The engineering team at LinkTimeCloud has been working on migrating traditional big data platform to K8s. By expanding the existing open source projects, we have implemented a fairly stable platform that runs purely on K8s with production features such as authentication and authorization etc. In this project, we share a simple version of our implementation that allows developers to deploy an experimental platform with core components like HDFS, Hive, Spark and Kafka on K8s.
We have simplified the deployment of HDFS, Spark, and Kafka by tailoring the following open-source projects. For complete deployment instructions for each individual component, please refer to the corresponding project:
- kubernetes-HDFS
- Kubernetes Operator for Apache Spark
https://github.com/GoogleCloudPlatform/spark-on-k8s-operator
- Strimzi Kafka Operator
To deploy the platform, we recommend a test environment with at least 8 core CPU, 16GB RAM and 50GB disk space. The following softwares are required: helm, docker, and kubectl. To run a K8s cluster, we recommend to try k3d(only supports single node cluster)or kind(supports multiple nodes cluster). To manage K8s clusters, we recommend to use Lens.
The following packages were tested on Macbook Pro:
Helm: v3.9.0
Docker Engine: 20.10.16
kind: v0.14.0
k3d: v5.4.3
kubectl: v1.24.0
Kubernetes: v1.24
https://docs.docker.com/desktop/mac/install/
https://docs.brew.sh/Installation
brew install helm
brew install kubectl
brew install k3d
or
brew install kind
k3d cluster create single-node
or
kind create cluster --name multi-nodes
k3d cluster delete single-node
or
kind delete cluster --name multi-nodes
We use a Macbook Pro for the experiment and allocate 5 core CPU and 8GB RAM to Docker Desktop. We run the following steps on a K8s cluster that is created by using k3d. Due to the limited resource, we can only run either a platform with MySQL+HDFS+Hive+Spark or a platform with MySQL+Kafka. If you have enough resource, you can install all of them.

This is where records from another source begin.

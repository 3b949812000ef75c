//! Append-on-change relational log of process observations (SQLite).
//!
//! Rows are keyed by `(hostname, pid)`. Depending on [`WriteMode`] every
//! record is inserted, or only records that differ from the most recent row
//! for the same process.

use rusqlite::{params, Connection, OptionalExtension, Row, Transaction, TransactionBehavior};
use serde::{Deserialize, Serialize};
use std::fmt;
use std::path::Path;
use std::str::FromStr;
use tracing::debug;

use crate::error::{SetupError, SinkError};
use crate::process::ProcessRecord;
use crate::sink::Sink;

const SCHEMA: &str = "
CREATE TABLE IF NOT EXISTS records (
    ts        TEXT    NOT NULL DEFAULT CURRENT_TIMESTAMP,
    hostname  TEXT    NOT NULL,
    pid       INTEGER NOT NULL,
    cgroup    TEXT    NOT NULL,
    nspid     INTEGER,
    vm_peak   INTEGER,
    vm_size   INTEGER,
    vm_lck    INTEGER,
    vm_pin    INTEGER,
    vm_hwm    INTEGER,
    vm_rss    INTEGER,
    rss_anon  INTEGER,
    rss_file  INTEGER,
    rss_shmem INTEGER,
    cmd       TEXT,
    seq_id    INTEGER
);
CREATE INDEX IF NOT EXISTS records_ts ON records (ts);
CREATE INDEX IF NOT EXISTS records_hostname_pid_seq_id ON records (hostname, pid, seq_id);
";

const INSERT_RECORD: &str = "INSERT INTO records (hostname, pid, cgroup, nspid, vm_peak, vm_size, \
     vm_lck, vm_pin, vm_hwm, vm_rss, rss_anon, rss_file, rss_shmem, cmd, seq_id) \
     VALUES (?1, ?2, ?3, ?4, ?5, ?6, ?7, ?8, ?9, ?10, ?11, ?12, ?13, ?14, ?15)";

const LATEST_SAMPLE: &str = "SELECT cgroup, nspid, vm_peak, vm_size, vm_lck, vm_pin, vm_hwm, \
     vm_rss, rss_anon, rss_file, rss_shmem, cmd FROM records \
     WHERE hostname = ?1 AND pid = ?2 ORDER BY ts DESC, rowid DESC LIMIT 1";

/// When a record becomes a new row.
#[derive(Debug, Clone, Copy, Default, PartialEq, Eq, Serialize, Deserialize)]
#[serde(rename_all = "kebab-case")]
pub enum WriteMode {
    /// Every record is inserted.
    Always,
    /// Insert only when the cgroup differs from the latest row.
    #[default]
    CgroupChange,
    /// Insert when the cgroup, namespace pid, command line or any memory
    /// counter differs from the latest row.
    SampleChange,
}

impl WriteMode {
    pub fn as_str(self) -> &'static str {
        match self {
            WriteMode::Always => "always",
            WriteMode::CgroupChange => "cgroup-change",
            WriteMode::SampleChange => "sample-change",
        }
    }
}

impl fmt::Display for WriteMode {
    fn fmt(&self, f: &mut fmt::Formatter<'_>) -> fmt::Result {
        f.write_str(self.as_str())
    }
}

impl FromStr for WriteMode {
    type Err = String;

    fn from_str(s: &str) -> Result<Self, Self::Err> {
        match s {
            "always" => Ok(WriteMode::Always),
            "cgroup-change" => Ok(WriteMode::CgroupChange),
            "sample-change" => Ok(WriteMode::SampleChange),
            other => Err(format!(
                "Invalid write mode '{}', expected 'always', 'cgroup-change' or 'sample-change'",
                other
            )),
        }
    }
}

/// Comparable projection of a stored or incoming row.
#[derive(Debug, PartialEq, Eq)]
struct StoredSample {
    cgroup: String,
    nspid: Option<i64>,
    counters: [Option<i64>; 9],
    cmd: Option<String>,
}

impl StoredSample {
    fn of(record: &ProcessRecord) -> Self {
        Self {
            cgroup: record.cgroup.clone(),
            nspid: record.namespace_pid.map(i64::from),
            counters: record.memory.as_array().map(to_sql_int),
            cmd: record.cmdline.clone(),
        }
    }

    fn from_row(row: &Row<'_>) -> rusqlite::Result<Self> {
        let mut counters = [None; 9];
        for (i, slot) in counters.iter_mut().enumerate() {
            *slot = row.get(2 + i)?;
        }
        Ok(Self {
            cgroup: row.get(0)?,
            nspid: row.get(1)?,
            counters,
            cmd: row.get(11)?,
        })
    }
}

fn to_sql_int(v: Option<u64>) -> Option<i64> {
    v.and_then(|v| i64::try_from(v).ok())
}

fn latest_sample(
    tx: &Transaction<'_>,
    hostname: &str,
    pid: u32,
) -> rusqlite::Result<Option<StoredSample>> {
    tx.query_row(LATEST_SAMPLE, params![hostname, i64::from(pid)], |row| {
        StoredSample::from_row(row)
    })
    .optional()
}

/// SQLite-backed change log implementing [`Sink`].
pub struct RelationalDedupSink {
    conn: Option<Connection>,
    mode: WriteMode,
}

impl RelationalDedupSink {
    /// Opens (creating if needed) the database file and bootstraps the schema.
    pub fn open(path: &Path, mode: WriteMode) -> Result<Self, SetupError> {
        let conn = Connection::open(path).map_err(SetupError::Schema)?;
        Self::with_connection(conn, mode)
    }

    pub fn open_in_memory(mode: WriteMode) -> Result<Self, SetupError> {
        let conn = Connection::open_in_memory().map_err(SetupError::Schema)?;
        Self::with_connection(conn, mode)
    }

    pub fn with_connection(conn: Connection, mode: WriteMode) -> Result<Self, SetupError> {
        conn.execute_batch(SCHEMA).map_err(SetupError::Schema)?;
        debug!("Relational schema ready (write mode: {})", mode);
        Ok(Self {
            conn: Some(conn),
            mode,
        })
    }

    pub fn mode(&self) -> WriteMode {
        self.mode
    }
}

impl Sink for RelationalDedupSink {
    fn write(&mut self, hostname: &str, record: &ProcessRecord) -> Result<(), SinkError> {
        let mode = self.mode;
        let conn = self.conn.as_mut().ok_or(SinkError::Closed)?;

        // Lookup and insert happen under one write lock
        let tx = conn.transaction_with_behavior(TransactionBehavior::Immediate)?;

        let insert = match mode {
            WriteMode::Always => true,
            WriteMode::CgroupChange => latest_sample(&tx, hostname, record.pid)?
                .map_or(true, |prev| prev.cgroup != record.cgroup),
            WriteMode::SampleChange => latest_sample(&tx, hostname, record.pid)?
                .map_or(true, |prev| prev != StoredSample::of(record)),
        };

        if insert {
            let m = &record.memory;
            tx.execute(
                INSERT_RECORD,
                params![
                    hostname,
                    i64::from(record.pid),
                    record.cgroup,
                    record.namespace_pid.map(i64::from),
                    to_sql_int(m.vm_peak),
                    to_sql_int(m.vm_size),
                    to_sql_int(m.vm_lck),
                    to_sql_int(m.vm_pin),
                    to_sql_int(m.vm_hwm),
                    to_sql_int(m.vm_rss),
                    to_sql_int(m.rss_anon),
                    to_sql_int(m.rss_file),
                    to_sql_int(m.rss_shmem),
                    record.cmdline,
                    record.sequence_id.0,
                ],
            )?;
        }

        tx.commit()?;
        Ok(())
    }

    fn close(&mut self) -> Result<(), SinkError> {
        if let Some(conn) = self.conn.take() {
            conn.close().map_err(|(_, e)| SinkError::Sqlite(e))?;
        }
        Ok(())
    }
}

bash mysql-on-k8s/deploy.sh
bash hdfs-on-k8s/deploy.sh
To verify HDFS is started, we run a port forwarding command:
kubectl port-forward my-hdfs-namenode-0 50070:9870
Then open a browser with the following url:
http://127.0.0.1:50070/dfshealth.html#tab-datanode
We should see that all the datanodes are running normally.
To run HDFS with HA, we have to make the following changes in hdfs-on-k8s/charts/hdfs-k8s/values.yaml before we execute deploy.sh:
global:
namenodeHAEnabled: true
tags:
ha: true
kerberos: false
simple: false
bash hive-on-k8s/deploy.sh
To verify Hive is started,we get into the shell of pod linktime-hms-0:
kubectl exec --stdin --tty linktime-hms-0 -- /bin/bash
Then start a beeline client:
/opt/hive/bin/beeline -u 'jdbc:hive2://linktime-hs2-0.linktime-hs2.default.svc.cluster.local:10000/;'
In beeline client, we run the following statements:
create table if not exists student(id int, name string) partitioned by(month string, day string);
set hive.spark.client.server.connect.timeout=270000ms;
insert into table student partition(month="202003", day="13")
values (1, "student1"), (2, "student2"), (3, "student3"), (4, "student4"), (5, "student5");
select * from student;
If everything is ok, we should see the data after running the last statement. To exit from beeline, we type "!q". Finally, we exit the shell by typing "exit".
When this happens, it usually means spark driver and executor pods cannot start due to limited resource. You can retry the insert statement.
bash spark-on-k8s/deploy.sh
To verify that Spark Operator is working properly, we first copy two files to the pod linktime-hms-0:
kubectl cp spark-on-k8s/demo.py linktime-hms-0:/hms/.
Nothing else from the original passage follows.